Safe below deck were carefully preserved specimens of a blind, fuchsia-pink, 50cm-long scampi; dark-purple sea urchins that sparkled with iridescent blue light; and translucent, white-fleshed squid exquisitely studded with multi‑coloured shining “jewels”. There were bizarre tiny sponges, just centimetres long, that grew 2m-long rods of silica; dumbo octopuses that, as their common name suggests, soared mid‑water like flying characters from a Disney animation; carnivorous glass scallops; swimming purple sea cucumbers the size of footballs and others that looked like they were wearing shaggy lion’s manes; bug‑eyed, deep-dwelling, bright red prawns; and batfish, goosefish, and tripod fish, many of which were festooned with huge alienesque parasites.
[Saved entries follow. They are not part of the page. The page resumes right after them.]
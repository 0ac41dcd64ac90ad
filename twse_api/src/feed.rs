//! The three daily exchange-report feeds.

use std::fmt;

use serde::{Deserialize, Serialize};

/// One of the upstream daily feeds.
#[derive(Clone, Copy, Debug, PartialEq, Eq, Hash, Serialize, Deserialize)]
#[serde(rename_all = "kebab-case")]
pub enum Feed {
    /// P/E ratio, dividend yield and P/B ratio per security (`BWIBBU_ALL`).
    Info,
    /// Closing price and monthly average price (`STOCK_DAY_AVG_ALL`).
    DayAverage,
    /// Full day trading summary (`STOCK_DAY_ALL`).
    DayAll,
}

impl Feed {
    /// All feeds, in sync order.
    pub const ALL: [Feed; 3] = [Feed::Info, Feed::DayAverage, Feed::DayAll];

    /// Report identifier used by the exchange API.
    pub fn report_id(&self) -> &'static str {
        match self {
            Feed::Info => "BWIBBU_ALL",
            Feed::DayAverage => "STOCK_DAY_AVG_ALL",
            Feed::DayAll => "STOCK_DAY_ALL",
        }
    }

    /// Path of the endpoint relative to the API base URL.
    pub fn path(&self) -> String {
        format!("/exchangeReport/{}", self.report_id())
    }

    /// File name the snapshot of this feed is stored under.
    pub fn file_name(&self) -> String {
        format!("{}.json", self.report_id())
    }
}

impl fmt::Display for Feed {
    fn fmt(&self, f: &mut fmt::Formatter<'_>) -> fmt::Result {
        let value = match self {
            Feed::Info => "info",
            Feed::DayAverage => "day-average",
            Feed::DayAll => "day-all",
        };
        write!(f, "{}", value)
    }
}

#[cfg(test)]
mod tests {
    use super::*;

    #[test]
    fn paths_follow_report_ids() {
        assert_eq!(Feed::Info.path(), "/exchangeReport/BWIBBU_ALL");
        assert_eq!(Feed::DayAverage.path(), "/exchangeReport/STOCK_DAY_AVG_ALL");
        assert_eq!(Feed::DayAll.path(), "/exchangeReport/STOCK_DAY_ALL");
    }

    #[test]
    fn file_names_are_distinct() {
        let names: std::collections::HashSet<String> =
            Feed::ALL.iter().map(|f| f.file_name()).collect();
        assert_eq!(names.len(), 3);
        assert!(names.contains("BWIBBU_ALL.json"));
    }

    #[test]
    fn display_matches_serde_name() {
        for feed in Feed::ALL {
            let json = serde_json::to_string(&feed).unwrap();
            assert_eq!(json, format!("\"{}\"", feed));
        }
        assert_eq!(Feed::DayAverage.to_string(), "day-average");
    }
}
This spider-like arrow crab is from a family (Latreillidae) known to live as scavengers on soft ocean bottoms at depths of up to 700m. Image credit: courtesy Frederique Olivier/CSIRO

Also on board were 35 exhausted researchers and 20 crew, who’d spent the previous 31 days together in close quarters working around the clock on 12‑hour shifts. They were documenting as much biodiversity as they could, from 50m down to 5000m, in Gascoyne Australian Marine Park, one of the newer and larger parks. Supported by a federal Our Marine Parks grant, the investigation – a joint operation between CSIRO and the WA Museum, with scientists also from the Tasmanian Museum and Art Gallery and Museum of New Zealand Te Papa Tongarewam – was the first to explore so deeply off the WA coast.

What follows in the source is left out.